_GOAL OF THE EXERCISE_
Answer with a bare number: the count of lines in the records below that have the word "adapters".

● ● ●

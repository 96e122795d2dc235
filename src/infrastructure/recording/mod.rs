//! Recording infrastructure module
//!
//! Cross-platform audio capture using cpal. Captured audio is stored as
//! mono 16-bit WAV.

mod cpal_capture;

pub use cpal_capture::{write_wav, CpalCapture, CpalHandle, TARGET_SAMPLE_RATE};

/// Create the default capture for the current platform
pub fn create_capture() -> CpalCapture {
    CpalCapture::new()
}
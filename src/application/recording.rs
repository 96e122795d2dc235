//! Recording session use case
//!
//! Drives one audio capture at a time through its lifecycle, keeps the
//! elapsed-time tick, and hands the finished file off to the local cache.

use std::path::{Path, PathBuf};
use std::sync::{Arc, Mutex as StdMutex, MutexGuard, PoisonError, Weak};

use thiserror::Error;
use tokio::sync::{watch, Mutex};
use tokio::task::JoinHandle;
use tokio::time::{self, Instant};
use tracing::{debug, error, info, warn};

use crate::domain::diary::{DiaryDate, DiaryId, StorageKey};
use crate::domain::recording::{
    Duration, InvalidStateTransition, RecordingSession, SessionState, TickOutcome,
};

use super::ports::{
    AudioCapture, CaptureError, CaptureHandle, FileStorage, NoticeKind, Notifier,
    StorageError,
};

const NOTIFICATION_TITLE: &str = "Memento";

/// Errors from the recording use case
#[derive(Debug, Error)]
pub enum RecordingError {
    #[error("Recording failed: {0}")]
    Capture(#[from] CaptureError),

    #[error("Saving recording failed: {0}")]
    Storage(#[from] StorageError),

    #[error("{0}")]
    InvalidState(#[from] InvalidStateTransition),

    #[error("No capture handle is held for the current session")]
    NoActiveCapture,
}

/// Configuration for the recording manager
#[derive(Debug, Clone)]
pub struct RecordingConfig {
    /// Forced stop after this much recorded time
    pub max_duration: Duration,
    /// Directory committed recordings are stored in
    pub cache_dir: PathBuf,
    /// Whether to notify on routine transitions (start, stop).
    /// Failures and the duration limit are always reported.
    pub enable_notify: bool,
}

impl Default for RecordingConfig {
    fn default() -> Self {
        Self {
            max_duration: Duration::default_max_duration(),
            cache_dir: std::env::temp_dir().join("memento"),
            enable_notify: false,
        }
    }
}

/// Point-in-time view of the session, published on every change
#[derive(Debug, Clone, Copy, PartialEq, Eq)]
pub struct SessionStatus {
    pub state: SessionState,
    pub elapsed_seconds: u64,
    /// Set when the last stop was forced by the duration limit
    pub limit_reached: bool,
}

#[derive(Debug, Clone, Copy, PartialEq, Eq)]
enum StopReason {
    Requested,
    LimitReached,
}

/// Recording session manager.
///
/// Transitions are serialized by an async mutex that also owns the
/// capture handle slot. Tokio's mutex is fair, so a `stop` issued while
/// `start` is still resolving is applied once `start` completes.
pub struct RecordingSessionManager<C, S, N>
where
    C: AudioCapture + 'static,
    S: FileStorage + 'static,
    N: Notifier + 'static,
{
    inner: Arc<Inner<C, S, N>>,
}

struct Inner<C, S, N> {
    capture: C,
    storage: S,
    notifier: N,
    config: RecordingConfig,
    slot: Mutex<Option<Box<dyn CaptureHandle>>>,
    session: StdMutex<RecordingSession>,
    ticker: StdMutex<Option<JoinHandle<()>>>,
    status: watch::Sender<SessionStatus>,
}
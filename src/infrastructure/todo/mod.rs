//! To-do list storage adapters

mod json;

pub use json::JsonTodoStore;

● ● ●

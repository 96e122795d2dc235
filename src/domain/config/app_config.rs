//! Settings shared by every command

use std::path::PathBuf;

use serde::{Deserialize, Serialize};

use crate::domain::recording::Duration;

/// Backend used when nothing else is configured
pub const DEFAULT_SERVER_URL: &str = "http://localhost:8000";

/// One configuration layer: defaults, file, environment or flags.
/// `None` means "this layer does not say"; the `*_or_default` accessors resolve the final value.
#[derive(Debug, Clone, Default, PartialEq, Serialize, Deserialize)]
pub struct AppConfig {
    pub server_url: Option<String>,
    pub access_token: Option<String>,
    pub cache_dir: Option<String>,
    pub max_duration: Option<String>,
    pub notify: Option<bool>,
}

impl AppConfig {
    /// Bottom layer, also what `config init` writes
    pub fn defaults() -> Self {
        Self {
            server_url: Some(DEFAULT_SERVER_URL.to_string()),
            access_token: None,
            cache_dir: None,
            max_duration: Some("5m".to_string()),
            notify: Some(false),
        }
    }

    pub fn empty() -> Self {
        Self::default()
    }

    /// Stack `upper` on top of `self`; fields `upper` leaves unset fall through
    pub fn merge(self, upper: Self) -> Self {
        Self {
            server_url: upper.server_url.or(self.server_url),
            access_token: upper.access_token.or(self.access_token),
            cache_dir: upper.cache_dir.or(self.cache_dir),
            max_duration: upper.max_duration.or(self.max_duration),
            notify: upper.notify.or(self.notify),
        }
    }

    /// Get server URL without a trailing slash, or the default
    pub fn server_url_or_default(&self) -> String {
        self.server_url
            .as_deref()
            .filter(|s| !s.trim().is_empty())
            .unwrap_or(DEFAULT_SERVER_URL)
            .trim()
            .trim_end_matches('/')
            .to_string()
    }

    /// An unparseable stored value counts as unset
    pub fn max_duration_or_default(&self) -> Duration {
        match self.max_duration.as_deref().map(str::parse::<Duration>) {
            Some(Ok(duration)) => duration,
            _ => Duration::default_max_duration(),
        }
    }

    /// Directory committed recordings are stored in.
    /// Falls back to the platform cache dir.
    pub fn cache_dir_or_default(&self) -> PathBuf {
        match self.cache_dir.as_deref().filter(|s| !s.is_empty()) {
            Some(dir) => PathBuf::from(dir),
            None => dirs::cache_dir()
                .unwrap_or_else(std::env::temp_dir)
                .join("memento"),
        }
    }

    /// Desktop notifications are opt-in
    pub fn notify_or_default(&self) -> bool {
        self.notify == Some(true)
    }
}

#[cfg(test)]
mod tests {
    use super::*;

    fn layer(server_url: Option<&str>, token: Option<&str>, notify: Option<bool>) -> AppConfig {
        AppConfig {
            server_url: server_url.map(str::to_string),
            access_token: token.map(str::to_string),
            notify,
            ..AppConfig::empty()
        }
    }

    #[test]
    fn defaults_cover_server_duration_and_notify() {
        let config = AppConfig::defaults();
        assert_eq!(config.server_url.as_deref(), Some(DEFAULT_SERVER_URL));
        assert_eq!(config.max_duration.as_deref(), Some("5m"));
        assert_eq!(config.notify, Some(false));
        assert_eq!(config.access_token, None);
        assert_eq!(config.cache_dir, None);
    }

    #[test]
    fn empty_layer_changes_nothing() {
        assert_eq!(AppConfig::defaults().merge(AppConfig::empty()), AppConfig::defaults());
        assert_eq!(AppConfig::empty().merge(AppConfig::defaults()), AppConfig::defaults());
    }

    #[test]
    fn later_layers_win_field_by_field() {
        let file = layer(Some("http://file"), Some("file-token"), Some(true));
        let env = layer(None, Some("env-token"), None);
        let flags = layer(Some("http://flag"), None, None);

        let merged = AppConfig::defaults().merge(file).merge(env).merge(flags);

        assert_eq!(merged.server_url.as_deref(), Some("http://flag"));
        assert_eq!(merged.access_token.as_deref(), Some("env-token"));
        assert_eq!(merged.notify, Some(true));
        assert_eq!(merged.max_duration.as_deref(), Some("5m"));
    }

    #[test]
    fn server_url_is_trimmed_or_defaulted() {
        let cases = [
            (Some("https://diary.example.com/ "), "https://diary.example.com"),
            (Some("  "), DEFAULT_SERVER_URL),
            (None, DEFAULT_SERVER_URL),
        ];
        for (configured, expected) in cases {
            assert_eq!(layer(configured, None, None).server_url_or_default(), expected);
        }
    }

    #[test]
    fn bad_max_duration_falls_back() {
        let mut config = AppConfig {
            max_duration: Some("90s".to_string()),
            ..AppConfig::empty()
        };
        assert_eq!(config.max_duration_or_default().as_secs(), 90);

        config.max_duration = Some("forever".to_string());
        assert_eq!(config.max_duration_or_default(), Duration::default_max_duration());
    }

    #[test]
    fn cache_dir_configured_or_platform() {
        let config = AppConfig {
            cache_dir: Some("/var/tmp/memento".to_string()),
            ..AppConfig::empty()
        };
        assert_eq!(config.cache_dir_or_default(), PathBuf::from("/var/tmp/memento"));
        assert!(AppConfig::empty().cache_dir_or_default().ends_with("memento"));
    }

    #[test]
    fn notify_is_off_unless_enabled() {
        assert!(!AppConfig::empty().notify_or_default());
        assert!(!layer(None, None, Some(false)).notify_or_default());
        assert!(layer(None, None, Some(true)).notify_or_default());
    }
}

● ● ●

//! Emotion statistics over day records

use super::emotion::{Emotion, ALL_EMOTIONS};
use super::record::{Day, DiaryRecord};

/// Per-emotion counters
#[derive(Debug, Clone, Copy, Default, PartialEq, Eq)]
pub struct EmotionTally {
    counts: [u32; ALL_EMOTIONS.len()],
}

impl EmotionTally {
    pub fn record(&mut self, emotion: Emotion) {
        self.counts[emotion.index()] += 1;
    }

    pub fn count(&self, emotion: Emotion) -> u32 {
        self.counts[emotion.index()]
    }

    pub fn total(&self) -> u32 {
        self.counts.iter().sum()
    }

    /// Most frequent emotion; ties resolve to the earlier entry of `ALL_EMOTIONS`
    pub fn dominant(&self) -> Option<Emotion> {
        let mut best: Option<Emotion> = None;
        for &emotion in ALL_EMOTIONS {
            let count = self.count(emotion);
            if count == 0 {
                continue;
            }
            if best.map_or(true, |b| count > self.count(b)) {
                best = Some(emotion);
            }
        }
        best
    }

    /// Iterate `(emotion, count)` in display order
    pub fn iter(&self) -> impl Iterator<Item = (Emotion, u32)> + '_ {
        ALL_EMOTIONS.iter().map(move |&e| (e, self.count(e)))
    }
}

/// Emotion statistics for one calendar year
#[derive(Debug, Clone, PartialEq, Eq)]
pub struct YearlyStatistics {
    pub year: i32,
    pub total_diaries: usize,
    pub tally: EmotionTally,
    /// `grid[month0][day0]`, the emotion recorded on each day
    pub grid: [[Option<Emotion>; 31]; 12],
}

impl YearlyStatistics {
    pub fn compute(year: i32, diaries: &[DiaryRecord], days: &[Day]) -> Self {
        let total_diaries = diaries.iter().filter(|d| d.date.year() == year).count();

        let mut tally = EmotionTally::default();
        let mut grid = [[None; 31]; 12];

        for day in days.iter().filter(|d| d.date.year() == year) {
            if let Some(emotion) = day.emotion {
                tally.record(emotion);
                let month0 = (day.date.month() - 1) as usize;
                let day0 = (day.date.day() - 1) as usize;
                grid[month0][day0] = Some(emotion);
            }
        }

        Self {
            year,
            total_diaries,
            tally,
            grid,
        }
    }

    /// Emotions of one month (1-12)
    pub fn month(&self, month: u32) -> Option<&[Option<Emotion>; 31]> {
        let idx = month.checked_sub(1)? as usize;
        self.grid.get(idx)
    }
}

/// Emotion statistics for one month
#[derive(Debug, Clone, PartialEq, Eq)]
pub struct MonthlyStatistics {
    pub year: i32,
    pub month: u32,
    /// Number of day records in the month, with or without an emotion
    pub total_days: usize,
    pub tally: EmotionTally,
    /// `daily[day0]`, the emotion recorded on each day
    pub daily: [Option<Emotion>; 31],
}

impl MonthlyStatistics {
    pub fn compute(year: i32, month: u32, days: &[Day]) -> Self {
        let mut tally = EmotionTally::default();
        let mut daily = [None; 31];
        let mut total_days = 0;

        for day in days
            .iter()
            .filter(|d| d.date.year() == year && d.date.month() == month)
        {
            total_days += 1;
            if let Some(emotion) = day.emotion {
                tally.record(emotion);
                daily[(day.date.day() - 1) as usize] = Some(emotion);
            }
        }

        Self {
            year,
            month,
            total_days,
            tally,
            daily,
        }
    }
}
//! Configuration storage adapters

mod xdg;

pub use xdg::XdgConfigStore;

● ● ●

_RESULT BELOW_
2